Bis heute rätseln ausländische Beobachter, was die herrschenden Generäle im März bewogen haben mag, in einer Nacht-und-Nebel-Aktion ihre Koffer zu packen und ihr Machtzentrum von Rangun in die Nähe der knapp 400 Kilometer nördlich gelegenen Stadt Pyinmana zu verlegen. Wollen die Machthaber, die dem Staat 1989 den Namen Myanmar gaben, sich noch weniger als bisher in die Karten blicken lassen? Fühlen sie sich in den Bergen sicherer, seit Washington das asiatische Land einen "Vorposten der Tyrannei" genannt hat?
Ihr grausames Spiel betreiben die Generäle unter-dessen weiter. Die unter Hausarrest stehende Oppositionsführerin und Friedensnobelpreisträgerin Aung San Suu Kyi durfte am 20. Mai zum ersten Mal seit zwei Jahren wieder mit einem ranghohen UN-Gesandten zusammentreffen. Suu Kyi und der Untergeneralsekretär für politische Angelegenheiten, Ibrahim Gambari, trafen sich zu einem einstündigen Gespräch im Gästehaus der Regierung. Von der Nationalen Liga für Demokratie (NLD), deren Vorsitzende die charismatische Gefangene ist, wurde das Treffen als Fortschritt gewertet. Sichtbare Erfolge zeitigte es nicht, im Gegenteil: Kurz darauf verlängerte die Junta Ende Mai den Hausarrest von Suu Kyi um ein weiteres Jahr.
Die 60-Jährige NLD-Vorsitzende, Tochter des bur-mesischen Unabhängigkeitshelden General Aung San, hat zehn der vergangenen 17 Jahre unter strengem Hausarrest verbracht. Selbst am Begräbnis ihres Mannes, des britischen Historikers Michael Aris, durfte sie nicht teilnehmen. Aung San Suu Kyi hatte 1990 die Wahlen zur Nationalversammlung mit großer Mehrheit gewonnen; die Militärs jedoch scherten sich nicht um den Volkswillen und unterdrückten die Demokratiebewegung noch stärker als zuvor.
Nachdem sich in Rangun die Nachricht von der Verlängerung des Hausarrests herumgesprochen hatte, brachen Suu Kyis Anhänger eine Mahnwache unweit ihres streng bewachten Hauses zunächst ab und zogen zum Hauptquartier der Partei. Polizeieinheiten bezogen Stellung und riegelten die Straße ab.

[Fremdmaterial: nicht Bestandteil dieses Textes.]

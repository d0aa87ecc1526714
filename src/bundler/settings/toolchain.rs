//! Toolchain locations shared by every stage.

use crate::bundler::error::{Error, ErrorExt, Result};
use serde::Deserialize;
use std::{
    path::{Path, PathBuf},
    time::Duration,
};

/// NSIS release downloaded when `makensis` is missing.
pub const DEFAULT_NSIS_VERSION: &str = "3.09";

/// Timestamp authority used when signing.
pub const DEFAULT_TIMESTAMP_URL: &str = "http://timestamp.digicert.com";

/// Packages the runtime environment must contain.
pub const DEFAULT_REQUIRED_PACKAGES: &[&str] = &[
    "pyinstaller",
    "pyinstaller-versionfile",
    "pillow",
    "requests",
    "cryptography",
    "pefile",
    "pipdeptree",
];

/// Immutable description of the external tools the pipeline drives.
///
/// Built once and handed to the [`Pipeline`](crate::bundler::Pipeline); nothing
/// in the crate reads tool paths or URLs from global state.
///
/// # Configuration
///
/// Every field is optional in TOML:
///
/// ```toml
/// environment_root = "C:/Users/me/.pyexe/venv"
/// base_interpreter = "py"
/// required_packages = ["pyinstaller", "pillow"]
/// nsis_version = "3.09"
/// tools_dir = "C:/Users/me/.pyexe/tools"
/// build_timeout_secs = 600
/// ```
#[derive(Clone, Debug, Deserialize)]
#[serde(default)]
pub struct ToolchainConfig {
    /// Root directory of the isolated runtime environment.
    pub environment_root: PathBuf,

    /// System interpreter used to create the environment (`-m venv`).
    pub base_interpreter: PathBuf,

    /// Package names the environment must provide. Versionless.
    pub required_packages: Vec<String>,

    /// NSIS release to download.
    pub nsis_version: String,

    /// Archive URL for the NSIS release.
    ///
    /// Default: the SourceForge zip for [`Self::nsis_version`]
    pub nsis_url: Option<String>,

    /// Directory the NSIS archive is extracted into.
    pub tools_dir: PathBuf,

    /// Explicit `makensis` location, bypassing the tools directory layout.
    pub makensis_path: Option<PathBuf>,

    /// Timestamp authority passed to the signing tool.
    pub signing_timestamp_url: String,

    /// Program name or path of the UPX compressor.
    pub upx_program: String,

    /// Seconds the headless caller waits for environment validation.
    pub environment_timeout_secs: u64,

    /// Seconds the headless caller waits for a build.
    pub build_timeout_secs: u64,

    /// Seconds the headless caller waits for installer generation.
    pub installer_timeout_secs: u64,
}

impl Default for ToolchainConfig {
    fn default() -> Self {
        let data_dir = dirs::data_local_dir()
            .or_else(dirs::home_dir)
            .unwrap_or_else(std::env::temp_dir)
            .join("pyexe_bundler");

        Self {
            environment_root: data_dir.join("venv"),
            base_interpreter: PathBuf::from(if cfg!(windows) { "python" } else { "python3" }),
            required_packages: DEFAULT_REQUIRED_PACKAGES
                .iter()
                .map(|p| p.to_string())
                .collect(),
            nsis_version: DEFAULT_NSIS_VERSION.to_string(),
            nsis_url: None,
            tools_dir: data_dir.join("tools"),
            makensis_path: None,
            signing_timestamp_url: DEFAULT_TIMESTAMP_URL.to_string(),
            upx_program: "upx".to_string(),
            environment_timeout_secs: 300,
            build_timeout_secs: 300,
            installer_timeout_secs: 120,
        }
    }
}

impl ToolchainConfig {
    /// Load a configuration file, filling unspecified fields with defaults.
    pub fn from_file(path: &Path) -> Result<Self> {
        let text = std::fs::read_to_string(path).fs_context("reading toolchain config", path)?;
        let config: Self = toml::from_str(&text)
            .map_err(|e| Error::Config(format!("{}: {}", path.display(), e)))?;
        config.validate()?;
        Ok(config)
    }

    /// Check URLs and required values.
    pub fn validate(&self) -> Result<()> {
        if self.environment_root.as_os_str().is_empty() {
            return Err(Error::Config("environment_root must not be empty".into()));
        }
        url::Url::parse(&self.nsis_url())
            .map_err(|e| Error::Config(format!("nsis_url: {e}")))?;
        url::Url::parse(&self.signing_timestamp_url)
            .map_err(|e| Error::Config(format!("signing_timestamp_url: {e}")))?;
        Ok(())
    }

    /// Archive URL for the configured NSIS release.
    pub fn nsis_url(&self) -> String {
        self.nsis_url.clone().unwrap_or_else(|| {
            format!(
                "https://downloads.sourceforge.net/project/nsis/NSIS%203/{0}/nsis-{0}.zip",
                self.nsis_version
            )
        })
    }

    /// Where `makensis` is expected after extraction.
    pub fn makensis_path(&self) -> PathBuf {
        if let Some(path) = &self.makensis_path {
            return path.clone();
        }
        let binary = if cfg!(windows) { "makensis.exe" } else { "makensis" };
        self.tools_dir
            .join(format!("nsis-{}", self.nsis_version))
            .join(binary)
    }

    /// Timeout for environment validation.
    pub fn environment_timeout(&self) -> Duration {
        Duration::from_secs(self.environment_timeout_secs)
    }

    /// Timeout for a build.
    pub fn build_timeout(&self) -> Duration {
        Duration::from_secs(self.build_timeout_secs)
    }

    /// Timeout for installer generation.
    pub fn installer_timeout(&self) -> Duration {
        Duration::from_secs(self.installer_timeout_secs)
    }
}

Etwa zur gleichen Zeit besuchte UN-Generalsekretär Kofi Annan das benachbarte Thailand, was auf eine abgestimmte Aktion mit dem Aufenthalt des Untergeneralsekretärs schließen lässt. Noch am Vortag hatte Annan an Juntachef Than Shwe appelliert und gesagt, er hoffe, dass er "das Richtige" tue. Thailand und Myanmar/Burma gehören der Südostasiatischen Staatengemeinschaft ASEAN an. Thailands Außenminister Suphamongkhon bedauerte die "verpasste Gelegenheit", als die Nachricht von der weiteren Gefangenschaft der burmesischen Politikerin bekannt wurde.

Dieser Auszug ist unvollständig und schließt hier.